The Digital Future: How Museums Measure Up

A 2013 exhibition at the Worcester Art Museum in Massachusetts provided visitors information on iPads. Credit Erb Photography

A 2013 exhibition at the Worcester Art Museum in Massachusetts provided visitors information on iPads. Credit Erb Photography

The digital future continues to unfold at American art museums. The best recent innovations have been gathered in a new report, “Next Practices in Digital and Technology,” that the Association of Art Museum Directors is set to release on Friday.

The report describes 41 museum projects that use digital technology to engage visitors, make collections more accessible and understandable or improve museum operations like ticketing and collections management.

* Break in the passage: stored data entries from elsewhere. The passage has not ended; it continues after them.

//! Runner payloads and report-side value types.
//!
//! The types in this module describe what the test runner hands us (suites,
//! tests, steps and the meta-steps wrapping them) and the handful of values
//! we hand back to the reporting backend (statuses and item types).
//!
//! # Hierarchy
//!
//! ```text
//! Launch
//! └── Suite            (identity: title)
//!     └── Test         (parent resolved by suite title)
//!         ├── Step
//!         └── MetaStep (identity: actor + name + started_at)
//!             ├── Step
//!             └── MetaStep
//!                 └── Step
//! ```
//!
//! Step arguments are kept as an opaque [`serde_json::Value`] and only turned
//! into text when an item title or a log message is built.

use std::fmt;

use serde::{Deserialize, Serialize};
use serde_json::{Map, Value};

/// A suite announced by the runner.
///
/// Suites are identified by title alone. Two suites with the same title are
/// the same report item.
#[derive(Debug, Clone, PartialEq, Eq, Serialize, Deserialize)]
pub struct Suite {
    pub title: String,
}

impl Suite {
    pub fn new(title: impl Into<String>) -> Self {
        Self {
            title: title.into(),
        }
    }
}

/// An error attached to a failed test or step.
///
/// Runners report errors in many shapes. Besides the message and stack we
/// keep every other field so the error can be dumped verbatim.
#[derive(Debug, Clone, Default, PartialEq, Serialize, Deserialize)]
pub struct ErrorInfo {
    #[serde(default, skip_serializing_if = "Option::is_none")]
    pub message: Option<String>,

    #[serde(default, skip_serializing_if = "Option::is_none")]
    pub stack: Option<String>,

    #[serde(flatten)]
    pub extra: Map<String, Value>,
}

impl ErrorInfo {
    /// Creates an error carrying only a message.
    pub fn new(message: impl Into<String>) -> Self {
        Self {
            message: Some(message.into()),
            ..Default::default()
        }
    }

    /// Sets the stack trace.
    pub fn with_stack(mut self, stack: impl Into<String>) -> Self {
        self.stack = Some(stack.into());
        self
    }

    /// Text used in failure logs: the stack trace when there is one,
    /// otherwise a JSON dump of the whole error.
    pub fn render(&self) -> String {
        match &self.stack {
            Some(stack) => stack.clone(),
            None => serde_json::to_string(self).unwrap_or_else(|_| format!("{:?}", self)),
        }
    }
}

/// Value identity of a meta-step occurrence.
///
/// Two meta-steps are the same open report item iff actor, name and start
/// time all match. Wrapper objects may be rebuilt between recording and
/// reporting, so structural identity is never used.
#[derive(Debug, Clone, PartialEq, Eq, Hash)]
pub struct MetaStepKey {
    pub actor: String,
    pub name: String,
    pub started_at: i64,
}

/// A higher-level action grouping one or more steps.
///
/// `outer` points at the meta-step wrapping this one, if any, so a step's
/// wrappers form a chain from innermost to outermost.
#[derive(Debug, Clone, PartialEq, Serialize, Deserialize)]
pub struct MetaStep {
    pub actor: String,
    pub name: String,

    #[serde(default, skip_serializing_if = "Option::is_none")]
    pub args: Option<Value>,

    /// Start timestamp in milliseconds.
    pub started_at: i64,

    #[serde(default, skip_serializing_if = "Option::is_none")]
    pub status: Option<String>,

    #[serde(default, skip_serializing_if = "Option::is_none")]
    pub outer: Option<Box<MetaStep>>,
}

impl MetaStep {
    pub fn new(actor: impl Into<String>, name: impl Into<String>, started_at: i64) -> Self {
        Self {
            actor: actor.into(),
            name: name.into(),
            args: None,
            started_at,
            status: None,
            outer: None,
        }
    }

    pub fn with_args(mut self, args: Value) -> Self {
        self.args = Some(args);
        self
    }

    pub fn with_status(mut self, status: impl Into<String>) -> Self {
        self.status = Some(status.into());
        self
    }

    /// Wraps this meta-step inside `outer`.
    pub fn within(mut self, outer: MetaStep) -> Self {
        self.outer = Some(Box::new(outer));
        self
    }

    pub fn key(&self) -> MetaStepKey {
        MetaStepKey {
            actor: self.actor.clone(),
            name: self.name.clone(),
            started_at: self.started_at,
        }
    }

    /// This meta-step followed by all of its wrappers, innermost first.
    pub fn chain(&self) -> Vec<&MetaStep> {
        let mut chain = vec![self];
        let mut current = self;
        while let Some(outer) = current.outer.as_deref() {
            chain.push(outer);
            current = outer;
        }
        chain
    }

    /// Status reported when the meta-step item is closed.
    pub fn report_status(&self) -> ReportStatus {
        self.status
            .as_deref()
            .map(ReportStatus::from_runner)
            .unwrap_or(ReportStatus::Passed)
    }
}

impl fmt::Display for MetaStep {
    fn fmt(&self, f: &mut fmt::Formatter<'_>) -> fmt::Result {
        write!(f, "{} {}", self.actor, self.name)?;
        match &self.args {
            Some(Value::Array(items)) if items.is_empty() => Ok(()),
            Some(Value::Null) | None => Ok(()),
            Some(args) => write!(f, " {}", args),
        }
    }
}

/// A single action executed inside a test.
#[derive(Debug, Clone, PartialEq, Serialize, Deserialize)]
pub struct Step {
    pub actor: String,
    pub name: String,

    #[serde(default, skip_serializing_if = "Option::is_none")]
    pub args: Option<Value>,

    /// Raw status string as reported by the runner (`"success"`, `"failed"`, ...).
    #[serde(default, skip_serializing_if = "Option::is_none")]
    pub status: Option<String>,

    #[serde(default, skip_serializing_if = "Option::is_none")]
    pub err: Option<ErrorInfo>,

    /// Innermost meta-step wrapping this step.
    #[serde(default, skip_serializing_if = "Option::is_none")]
    pub meta_step: Option<MetaStep>,
}

impl Step {
    pub fn new(actor: impl Into<String>, name: impl Into<String>) -> Self {
        Self {
            actor: actor.into(),
            name: name.into(),
            args: None,
            status: None,
            err: None,
            meta_step: None,
        }
    }

    pub fn with_args(mut self, args: Value) -> Self {
        self.args = Some(args);
        self
    }

    pub fn with_status(mut self, status: impl Into<String>) -> Self {
        self.status = Some(status.into());
        self
    }

    pub fn with_error(mut self, err: ErrorInfo) -> Self {
        self.err = Some(err);
        self
    }

    pub fn within(mut self, meta_step: MetaStep) -> Self {
        self.meta_step = Some(meta_step);
        self
    }

    /// Wrapping meta-steps, innermost first. Empty when the step is not wrapped.
    pub fn meta_chain(&self) -> Vec<&MetaStep> {
        self.meta_step
            .as_ref()
            .map(MetaStep::chain)
            .unwrap_or_default()
    }

    /// Report item title: `[STEP] - <actor> <name> <json-args>`.
    pub fn title(&self) -> String {
        let args = match &self.args {
            Some(args) => args.to_string(),
            None => "{}".to_string(),
        };
        format!("[STEP] - {} {} {}", self.actor, self.name, args)
    }

    /// Status reported for the step item; unset means passed.
    pub fn report_status(&self) -> ReportStatus {
        self.status
            .as_deref()
            .map(ReportStatus::from_runner)
            .unwrap_or(ReportStatus::Passed)
    }
}

/// An executed test and the steps it ran.
#[derive(Debug, Clone, PartialEq, Serialize, Deserialize)]
pub struct Test {
    /// Runner-assigned unique id; names the screen recording file.
    pub uid: String,

    pub title: String,

    /// Title of the suite this test belongs to.
    pub parent: String,

    #[serde(default, skip_serializing_if = "Option::is_none")]
    pub err: Option<ErrorInfo>,

    #[serde(default)]
    pub steps: Vec<Step>,
}

impl Test {
    pub fn new(uid: impl Into<String>, title: impl Into<String>, parent: impl Into<String>) -> Self {
        Self {
            uid: uid.into(),
            title: title.into(),
            parent: parent.into(),
            err: None,
            steps: Vec::new(),
        }
    }

    pub fn with_error(mut self, err: ErrorInfo) -> Self {
        self.err = Some(err);
        self
    }

    pub fn with_step(mut self, step: Step) -> Self {
        self.steps.push(step);
        self
    }
}

/// Tests of a worker-aggregated result, split by outcome.
#[derive(Debug, Clone, Default, PartialEq, Serialize, Deserialize)]
pub struct AggregatedTests {
    #[serde(default)]
    pub passed: Vec<Test>,

    #[serde(default)]
    pub failed: Vec<Test>,
}

/// The merged summary produced after a run sharded across worker processes.
#[derive(Debug, Clone, Default, PartialEq, Serialize, Deserialize)]
pub struct AggregatedResult {
    #[serde(default)]
    pub suites: Vec<Suite>,

    #[serde(default)]
    pub tests: AggregatedTests,
}

/// Status of a report item as understood by the reporting backend.
#[derive(Debug, Clone, PartialEq, Eq)]
pub enum ReportStatus {
    Passed,
    Failed,
    /// Any runner status with no backend equivalent, passed through verbatim.
    Other(String),
}

impl ReportStatus {
    /// Maps a runner status onto a backend status.
    ///
    /// `"success"` becomes [`Passed`](Self::Passed), `"failed"` becomes
    /// [`Failed`](Self::Failed), anything else is passed through unchanged.
    ///
    /// # Example
    ///
    /// ```
    /// use treeport::model::ReportStatus;
    ///
    /// assert_eq!(ReportStatus::from_runner("success"), ReportStatus::Passed);
    /// assert_eq!(ReportStatus::from_runner("failed"), ReportStatus::Failed);
    /// assert_eq!(ReportStatus::from_runner("skipped").as_str(), "skipped");
    /// ```
    pub fn from_runner(status: &str) -> Self {
        match status {
            "success" | "PASSED" => ReportStatus::Passed,
            "failed" | "FAILED" => ReportStatus::Failed,
            other => ReportStatus::Other(other.to_string()),
        }
    }

    pub fn as_str(&self) -> &str {
        match self {
            ReportStatus::Passed => "PASSED",
            ReportStatus::Failed => "FAILED",
            ReportStatus::Other(status) => status,
        }
    }

    pub fn is_failed(&self) -> bool {
        matches!(self, ReportStatus::Failed)
    }
}

impl fmt::Display for ReportStatus {
    fn fmt(&self, f: &mut fmt::Formatter<'_>) -> fmt::Result {
        f.write_str(self.as_str())
    }
}

impl Serialize for ReportStatus {
    fn serialize<S: serde::Serializer>(&self, serializer: S) -> Result<S::Ok, S::Error> {
        serializer.serialize_str(self.as_str())
    }
}

impl<'de> Deserialize<'de> for ReportStatus {
    fn deserialize<D: serde::Deserializer<'de>>(deserializer: D) -> Result<Self, D::Error> {
        let raw = String::deserialize(deserializer)?;
        Ok(ReportStatus::from_runner(&raw))
    }
}

/// Kind of report item.
#[derive(Debug, Clone, Copy, PartialEq, Eq, Serialize, Deserialize)]
#[serde(rename_all = "UPPERCASE")]
pub enum ItemType {
    Suite,
    Test,
    Step,
}

impl ItemType {
    /// Steps do not contribute to the backend's statistics.
    pub fn has_stats(&self) -> bool {
        !matches!(self, ItemType::Step)
    }
}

The projects cover a wide range. The Nasher Sculpture Center in Dallas is compiling a digital census of French sculpture in the United States that will be available as an internet portal. Working with 280 museums, the center has compiled records of 7,000 works made between 1500 and 1960 that can be found in public collections, museums, historic homes, and public spaces. The center estimates that it will add another 8,000 to 13,000 works before the project is completed in 2019.

The Worcester Art Museum in Massachusetts has replaced the traditional wall labels in its renovated Baroque galleries with iPads that present not only traditional curatorial information but also alternative labels written by area college students, religious leaders and educators, with an invitation for visitors to write their own labels.

More whimsically, the Peabody Essex Museum in Salem, Mass., designed an interactive web app for its 2014 exhibition “Turner and the Sea.” Called “Turner’s Apothecary Mood-o-Meter,” the app quizzes visitors to gauge their mood, using concepts out of a 19th-century apothecary, and then “prescribes” a specific Turner painting to look at.